Seccombe and Arber, comps. Elizabethan Sonnets. 1904.

Parthenophil and Parthenophe

Elegy XX. O dear vexation of my troubled soul!

Barnabe Barnes (1569?–1609)

O DEAR vexation of my troubled soul!

My life, with grief, when wilt thou consumate?

The dear remembrance of my passing soul;

Mine heart, with some rests, hope doth animate.

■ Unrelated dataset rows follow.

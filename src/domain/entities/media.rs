//! Decoded media values held by the cache and by media views.

use std::sync::Arc;
use std::time::Duration;

use image::{DynamicImage, RgbaImage};

/// One frame of an animated image.
#[derive(Debug, Clone)]
pub struct AnimationFrame {
    /// Frame pixels.
    pub image: RgbaImage,
    /// How long the frame stays on screen.
    pub delay: Duration,
}

/// A fully decoded animated image.
#[derive(Debug)]
pub struct AnimatedImage {
    frames: Vec<AnimationFrame>,
}

impl AnimatedImage {
    /// Creates an animated image from decoded frames.
    #[must_use]
    pub const fn new(frames: Vec<AnimationFrame>) -> Self {
        Self { frames }
    }

    /// Returns the decoded frames.
    #[must_use]
    pub fn frames(&self) -> &[AnimationFrame] {
        &self.frames
    }

    /// Returns the number of frames.
    #[must_use]
    pub fn frame_count(&self) -> usize {
        self.frames.len()
    }

    /// Returns the sum of all frame delays.
    #[must_use]
    pub fn total_duration(&self) -> Duration {
        self.frames.iter().map(|f| f.delay).sum()
    }

    /// Dimensions of the first frame.
    #[must_use]
    pub fn dimensions(&self) -> (u32, u32) {
        self.frames
            .first()
            .map_or((0, 0), |f| f.image.dimensions())
    }

    fn cost_bytes(&self) -> usize {
        self.frames.iter().map(|f| f.image.as_raw().len()).sum()
    }
}

/// Decoded media ready for display.
///
/// Cloning is cheap and yields a handle to the same decoded object.
#[derive(Debug, Clone)]
pub enum Media {
    /// A still bitmap (image or video thumbnail).
    Still(Arc<DynamicImage>),
    /// An animated image with all frames decoded.
    Animated(Arc<AnimatedImage>),
}

impl Media {
    /// Wraps a still image.
    #[must_use]
    pub fn still(image: DynamicImage) -> Self {
        Self::Still(Arc::new(image))
    }

    /// Wraps an animated image.
    #[must_use]
    pub fn animated(image: AnimatedImage) -> Self {
        Self::Animated(Arc::new(image))
    }

    /// Returns true if both handles point at the same decoded object.
    #[must_use]
    pub fn same_object(&self, other: &Self) -> bool {
        match (self, other) {
            (Self::Still(a), Self::Still(b)) => Arc::ptr_eq(a, b),
            (Self::Animated(a), Self::Animated(b)) => Arc::ptr_eq(a, b),
            _ => false,
        }
    }

    /// Approximate memory held by the decoded pixels.
    #[must_use]
    pub fn cost_bytes(&self) -> usize {
        match self {
            Self::Still(image) => image.as_bytes().len(),
            Self::Animated(animated) => animated.cost_bytes(),
        }
    }

    /// Pixel dimensions (first frame for animations).
    #[must_use]
    pub fn dimensions(&self) -> (u32, u32) {
        match self {
            Self::Still(image) => (image.width(), image.height()),
            Self::Animated(animated) => animated.dimensions(),
        }
    }

    /// Returns true for animated media.
    #[must_use]
    pub const fn is_animated(&self) -> bool {
        matches!(self, Self::Animated(_))
    }
}

#[cfg(test)]
mod tests {
    use super::*;

    #[test]
    fn test_same_object_tracks_identity() {
        let a = Media::still(DynamicImage::new_rgb8(4, 4));
        let b = a.clone();
        let c = Media::still(DynamicImage::new_rgb8(4, 4));

        assert!(a.same_object(&b));
        assert!(!a.same_object(&c));
    }

    #[test]
    fn test_cost_bytes() {
        let still = Media::still(DynamicImage::new_rgba8(10, 10));
        assert_eq!(still.cost_bytes(), 400);

        let frame = AnimationFrame {
            image: RgbaImage::new(2, 2),
            delay: Duration::from_millis(40),
        };
        let animated = Media::animated(AnimatedImage::new(vec![frame.clone(), frame]));
        assert_eq!(animated.cost_bytes(), 32);
        assert_eq!(animated.dimensions(), (2, 2));
        assert!(animated.is_animated());
    }

    #[test]
    fn test_total_duration() {
        let frames = (0..3)
            .map(|_| AnimationFrame {
                image: RgbaImage::new(1, 1),
                delay: Duration::from_millis(100),
            })
            .collect();
        let animated = AnimatedImage::new(frames);
        assert_eq!(animated.frame_count(), 3);
        assert_eq!(animated.total_duration(), Duration::from_millis(300));
    }
}
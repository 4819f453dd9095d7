//! Full-file decoding of animated images.

use std::fs::File;
use std::io::BufReader;
use std::path::Path;
use std::time::Duration;

use image::codecs::gif::GifDecoder;
use image::codecs::png::PngDecoder;
use image::codecs::webp::WebPDecoder;
use image::{AnimationDecoder, Frames, ImageFormat};
use tracing::{debug, warn};

use crate::domain::entities::{AnimatedImage, AnimationFrame, Media};
use crate::domain::errors::MediaError;
use crate::domain::ports::FullFileDecoder;

/// Fallback delay for frames that declare none.
const DEFAULT_FRAME_DELAY: Duration = Duration::from_millis(100);

/// Decodes every frame of a GIF, APNG or animated WebP file.
#[derive(Debug, Clone, Copy, Default)]
pub struct AnimatedImageDecoder;

impl AnimatedImageDecoder {
    /// Decodes the animation stored at `path`.
    ///
    /// # Errors
    /// Returns [`MediaError::Decode`] if the file is unreadable, is not an
    /// animated format, or holds no frames.
    pub fn decode_file(path: &Path) -> Result<AnimatedImage, MediaError> {
        let format = ImageFormat::from_path(path).map_err(|e| MediaError::decode(path, e))?;
        let file = File::open(path).map_err(|e| MediaError::decode(path, e))?;
        let reader = BufReader::new(file);

        let frames = match format {
            ImageFormat::Gif => {
                let decoder = GifDecoder::new(reader).map_err(|e| MediaError::decode(path, e))?;
                collect(path, decoder.into_frames())?
            }
            ImageFormat::Png => {
                let decoder = PngDecoder::new(reader).map_err(|e| MediaError::decode(path, e))?;
                if !decoder.is_apng().map_err(|e| MediaError::decode(path, e))? {
                    return Err(MediaError::decode(path, "PNG has no animation"));
                }
                let apng = decoder.apng().map_err(|e| MediaError::decode(path, e))?;
                collect(path, apng.into_frames())?
            }
            ImageFormat::WebP => {
                let decoder = WebPDecoder::new(reader).map_err(|e| MediaError::decode(path, e))?;
                collect(path, decoder.into_frames())?
            }
            other => {
                return Err(MediaError::decode(
                    path,
                    format!("{other:?} is not an animated format"),
                ));
            }
        };

        if frames.is_empty() {
            return Err(MediaError::decode(path, "animation has no frames"));
        }

        debug!(path = %path.display(), frames = frames.len(), "Decoded animation");
        Ok(AnimatedImage::new(frames))
    }
}

fn collect(path: &Path, frames: Frames<'_>) -> Result<Vec<AnimationFrame>, MediaError> {
    let frames = frames
        .collect_frames()
        .map_err(|e| MediaError::decode(path, e))?;

    Ok(frames
        .into_iter()
        .map(|frame| {
            let (numer, denom) = frame.delay().numer_denom_ms();
            let delay = if numer == 0 || denom == 0 {
                DEFAULT_FRAME_DELAY
            } else {
                Duration::from_micros(u64::from(numer) * 1000 / u64::from(denom))
            };
            AnimationFrame {
                image: frame.into_buffer(),
                delay,
            }
        })
        .collect())
}

impl FullFileDecoder for AnimatedImageDecoder {
    fn decode(&self, path: &Path) -> Option<Media> {
        match Self::decode_file(path) {
            Ok(animated) => Some(Media::animated(animated)),
            Err(e) => {
                warn!(error = %e, "Failed to decode animated image");
                None
            }
        }
    }
}

#[cfg(test)]
mod tests {
    use super::*;
    use image::codecs::gif::GifEncoder;
    use image::{Delay, Frame, RgbaImage};

    fn write_gif(path: &Path, frame_count: u32) -> Result<(), Box<dyn std::error::Error>> {
        let file = File::create(path)?;
        let mut encoder = GifEncoder::new(file);
        let frames = (0..frame_count).map(|i| {
            let image = RgbaImage::from_pixel(4, 3, image::Rgba([i as u8 * 40, 0, 0, 255]));
            Frame::from_parts(image, 0, 0, Delay::from_numer_denom_ms(50, 1))
        });
        encoder.encode_frames(frames)?;
        Ok(())
    }

    #[test]
    fn test_decode_gif_frames() -> Result<(), Box<dyn std::error::Error>> {
        let dir = tempfile::TempDir::new()?;
        let path = dir.path().join("anim.gif");
        write_gif(&path, 3)?;

        let animated = AnimatedImageDecoder::decode_file(&path)?;

        assert_eq!(animated.frame_count(), 3);
        assert_eq!(animated.dimensions(), (4, 3));
        assert_eq!(animated.frames()[0].delay, Duration::from_millis(50));
        Ok(())
    }

    #[test]
    fn test_decode_via_port() -> Result<(), Box<dyn std::error::Error>> {
        let dir = tempfile::TempDir::new()?;
        let path = dir.path().join("anim.gif");
        write_gif(&path, 2)?;

        let media = AnimatedImageDecoder.decode(&path).expect("decoded");
        assert!(media.is_animated());
        Ok(())
    }

    #[test]
    fn test_still_format_rejected() -> Result<(), Box<dyn std::error::Error>> {
        let dir = tempfile::TempDir::new()?;
        let path = dir.path().join("still.png");
        image::RgbImage::new(2, 2).save(&path)?;

        assert!(AnimatedImageDecoder::decode_file(&path).is_err());
        assert!(AnimatedImageDecoder.decode(&path).is_none());
        Ok(())
    }

    #[test]
    fn test_corrupt_file() -> Result<(), Box<dyn std::error::Error>> {
        let dir = tempfile::TempDir::new()?;
        let path = dir.path().join("broken.gif");
        std::fs::write(&path, b"not a gif")?;

        assert!(AnimatedImageDecoder.decode(&path).is_none());
        Ok(())
    }
}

How many have those conquering eyes subdued!

How many vanquished captives to thine heart!

Head iron-hearted Captains (when they viewed)

Were drawn, till they were wounded with thy dart!

O when, I, their haired bodies have beheld,

Their martial stomachs, and oft-wounded face;

Which bitter tumults and garboils foretelled;

In which, it seemed they found no coward’s place:

Then, I recalled how far Love’s power exceeds,

Above the bloody menace of rough war!

Where every wounded heart close inward bleeds;

And sudden pierced, with the twinkling of a star!

Then (when such iron-hearted Captains be,

To thine heart’s Bulwark, forcèd for to try

Which way to win that Fort by battery;

And how all Conquerors, there conquered lie!)

Methinks, thine heart, or else thine eyes be made

(Because they can such iron objects force)

Of hardest adamant! that men (which laid

Continual siege) be thralled, without remorse.

Thine heart, of adamant! because it takes

The hardest hearts, drawn prisoners unto thine.

Thine eye! because it, wounded many makes.

Yet no transpiercing beams can pierce those eyne!

Thine heart of adamant, which none can wound!

Thine eye of adamant, unpiercèd found!